Those factors, along with intermittent violence, go a long way toward explaining the enormous difference in per capita gross domestic product between Israel and the West Bank (which Romney actually understated by a factor of five): $28,600 vs. $2,900, according to the CIA's 2009 numbers. There are also stark, though less dramatic, disparities between Israel and bordering Arab countries. According to the CIA's 2011 estimates, per capita GDP was $31,400 for Israel, $15,700 for Lebanon, $6,600 for Egypt and $5,100 for Syria.
One interpretation of these data -- the one Erekat clearly had in mind when he called Romney's remarks "racist" -- is that Arabs are lazy, while Jews are good with money. Yet Arabs excel economically in countries with stable governments that respect individual rights and the rule of law. In the United States, for instance, Arab-American households are more affluent than the average.
A similar pattern can be seen among the Chinese, who, Landes observes, "have long been so unproductive at home and yet so enterprising away." The laissez-faire Hong Kong Special Administrative Region -- which has a per capita GDP of nearly $50,000, compared to $8,500 in the rest of China -- shows it's not distance but rules that matter.

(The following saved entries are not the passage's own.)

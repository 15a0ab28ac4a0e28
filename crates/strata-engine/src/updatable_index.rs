use std::hash::Hash;
use std::sync::Arc;

use parking_lot::RwLock;

use strata_core::FileId;
use strata_storage::StorageError;
use strata_vfs::FileContent;

use crate::extension::IndexExtension;
use crate::input_keys::InputIdToKeys;
use crate::memory_overlay::{BufferingListener, MemoryOverlay};
use crate::value_container::ValueContainer;

/// One index: the buffered forward storage plus the reverse map, guarded by a
/// per-index readers–writer lock. Readers do not block readers.
pub struct UpdatableIndex<K, V> {
    name: String,
    extension: Arc<dyn IndexExtension<K, V>>,
    storage: Arc<MemoryOverlay<K, V>>,
    input_to_keys: Arc<InputIdToKeys<K>>,
    lock: RwLock<()>,
}

/// Read-locked view handed to multi-step query closures so they observe one
/// consistent snapshot without re-acquiring the index lock per key.
pub struct IndexReader<'a, K, V> {
    storage: &'a MemoryOverlay<K, V>,
}

impl<K, V> IndexReader<'_, K, V>
where
    K: Eq + Hash + Clone,
    V: Eq + Clone + Send + Sync,
{
    pub fn data(&self, key: &K) -> Result<ValueContainer<V>, StorageError> {
        self.storage.read(key)
    }
}

impl<K, V> UpdatableIndex<K, V>
where
    K: Eq + Hash + Clone + Send + Sync + 'static,
    V: Eq + Clone + Send + Sync + 'static,
{
    pub(crate) fn new(
        extension: Arc<dyn IndexExtension<K, V>>,
        storage: MemoryOverlay<K, V>,
        input_to_keys: InputIdToKeys<K>,
    ) -> Arc<Self> {
        let storage = Arc::new(storage);
        let input_to_keys = Arc::new(input_to_keys);
        // The reverse map buffers whenever the forward storage does.
        storage.add_buffering_listener(input_to_keys.clone());
        Arc::new(Self {
            name: extension.name().to_string(),
            extension,
            storage,
            input_to_keys,
            lock: RwLock::new(()),
        })
    }

    pub fn name(&self) -> &str {
        &self.name
    }

    pub(crate) fn extension(&self) -> &Arc<dyn IndexExtension<K, V>> {
        &self.extension
    }

    pub(crate) fn add_buffering_listener(&self, listener: Arc<dyn BufferingListener>) {
        self.storage.add_buffering_listener(listener);
    }

    /// Recomputes the data of `input` and reconciles both maps.
    ///
    /// `None` content means the file no longer contributes anything: every
    /// prior association is removed and the reverse entry dropped. Errors
    /// leave the index inconsistent and must escalate to a rebuild.
    pub fn update(&self, input: FileId, content: Option<&FileContent>) -> Result<(), StorageError> {
        let new_data = content
            .map(|c| self.extension.index(c))
            .unwrap_or_default();

        let _write = self.lock.write();
        let old_keys = self.input_to_keys.keys_for(input)?;
        for key in &old_keys {
            self.storage.remove_all_values(key, input)?;
        }

        let mut new_keys = Vec::with_capacity(new_data.len());
        for (key, value) in &new_data {
            self.storage.add_value(key, input, value)?;
            new_keys.push(key.clone());
        }
        self.input_to_keys.replace(input, new_keys)
    }

    pub fn data(&self, key: &K) -> Result<ValueContainer<V>, StorageError> {
        let _read = self.lock.read();
        self.storage.read(key)
    }

    /// Runs `f` with the read lock held for its whole duration.
    pub fn with_read<R, E>(
        &self,
        f: impl FnOnce(&IndexReader<'_, K, V>) -> Result<R, E>,
    ) -> Result<R, E> {
        let _read = self.lock.read();
        f(&IndexReader {
            storage: &self.storage,
        })
    }

    pub fn process_all_keys(&self, f: &mut dyn FnMut(&K) -> bool) -> Result<bool, StorageError> {
        let _read = self.lock.read();
        self.storage.process_keys(f)
    }

    /// The keys currently recorded for `input` in the reverse map.
    pub fn indexed_keys(&self, input: FileId) -> Result<Vec<K>, StorageError> {
        let _read = self.lock.read();
        self.input_to_keys.keys_for(input)
    }

    pub fn clear(&self) -> Result<(), StorageError> {
        let _write = self.lock.write();
        self.storage.clear()?;
        self.input_to_keys.clear()
    }

    pub fn flush(&self) -> Result<(), StorageError> {
        let _read = self.lock.read();
        self.storage.flush()?;
        self.input_to_keys.flush()
    }

    pub fn dispose(&self) -> Result<(), StorageError> {
        let _write = self.lock.write();
        self.storage.close()?;
        self.input_to_keys.close()
    }

    pub(crate) fn set_buffering(&self, enabled: bool) {
        let _write = self.lock.write();
        self.storage.set_buffering(enabled);
    }

    pub fn is_buffering(&self) -> bool {
        self.storage.is_buffering()
    }
}
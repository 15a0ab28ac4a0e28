//! Strongly-typed ids used across strata.
//!
//! These are `#[repr(transparent)]` newtypes around `u32` to keep them cheap and
//! type-safe.

macro_rules! define_id {
    ($name:ident) => {
        #[derive(Copy, Clone, Eq, PartialEq, Hash, Ord, PartialOrd)]
        #[repr(transparent)]
        pub struct $name(u32);

        impl $name {
            #[inline]
            pub const fn new(raw: u32) -> Self {
                Self::from_raw(raw)
            }

            #[inline]
            pub const fn from_raw(raw: u32) -> Self {
                Self(raw)
            }

            #[inline]
            pub const fn to_raw(self) -> u32 {
                self.0
            }
        }

        impl std::fmt::Debug for $name {
            fn fmt(&self, f: &mut std::fmt::Formatter<'_>) -> std::fmt::Result {
                write!(f, "{}({})", stringify!($name), self.0)
            }
        }
    };
}

define_id!(FileId);
define_id!(DocumentId);
define_id!(ProjectId);
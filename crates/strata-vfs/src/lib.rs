//! Virtual-file layer the index engine observes.
//!
//! The engine never walks the operating system's file system directly. It
//! consumes:
//! - [`FileTree`] — id-addressed metadata, content and directory structure,
//! - [`VfsEvent`] — the change events delivered *around* mutations (the
//!   `before_*` events fire while the old state is still observable),
//! - [`DocumentStore`] — in-editor buffers that may differ from disk.
//!
//! [`MemoryVfs`] is a deterministic in-memory implementation of all three,
//! used by tests and embedders that drive the engine programmatically. Event
//! delivery is synchronous: listeners run on the mutating thread, before the
//! mutation for `before_*` events and after it otherwise.

mod content;
mod event;
mod memory;
mod tree;

pub use content::FileContent;
pub use event::{FileProperty, VfsEvent, VfsListener};
pub use memory::MemoryVfs;
pub use strata_core::{DocumentId, FileId};
pub use tree::{DocumentStore, FileMeta, FileTree, UnsavedDocument};
//! Durable storage backend for strata indices.
//!
//! ## Format
//! Each persistent map is stored as a pair of files:
//! - `<name>.map` — a snapshot: a fixed header (magic, format version, record
//!   count, truncated blake3 payload hash) followed by length-prefixed records
//! - `<name>.log` — a write-ahead log of put/remove records appended between
//!   snapshots
//!
//! All integers are little-endian. Keys and values are serialized through
//! caller-supplied [`DataExternalizer`]s, so the map itself is agnostic to the
//! key and value types.
//!
//! A truncated log tail (torn write on crash) is tolerated: replay stops at
//! the last complete record and the tail is discarded. A snapshot whose
//! payload hash does not match its header is a hard [`StorageError`] and is
//! surfaced to the caller, which typically wipes and rebuilds the index.

mod codec;
mod map;
mod versioned;

use std::io;

use thiserror::Error;

pub use codec::{
    read_varint, write_varint, DataExternalizer, I64Externalizer, StringExternalizer,
    U32Externalizer, UnitExternalizer,
};
pub use map::PersistentMap;
pub use versioned::{RegisterOutcome, VersionedStore};

#[derive(Debug, Error)]
pub enum StorageError {
    #[error("io error: {0}")]
    Io(#[from] io::Error),
    #[error("invalid snapshot header: {0}")]
    InvalidHeader(&'static str),
    #[error("incompatible map format version: expected {expected}, found {found}")]
    WrongFormat { expected: u32, found: u32 },
    #[error("truncated snapshot: expected at least {expected} bytes, found {found}")]
    Truncated { expected: u64, found: u64 },
    #[error("snapshot payload hash mismatch: expected {expected}, found {found}")]
    HashMismatch { expected: u64, found: u64 },
}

Likewise, East Germany's per capita GDP was about half West Germany's in the decades before unification, while South Korea's is about 18 times North Korea's.
Culture matters, but these examples demonstrate that institutions are crucial. If you compare per-capita GDP to ratings in Freedom House's annual Freedom in the World report or the Heritage Foundation's Index of Economic Freedom, you will see a clear association between poverty and tyranny. Maybe Romney should have said, "Freedom makes all the difference."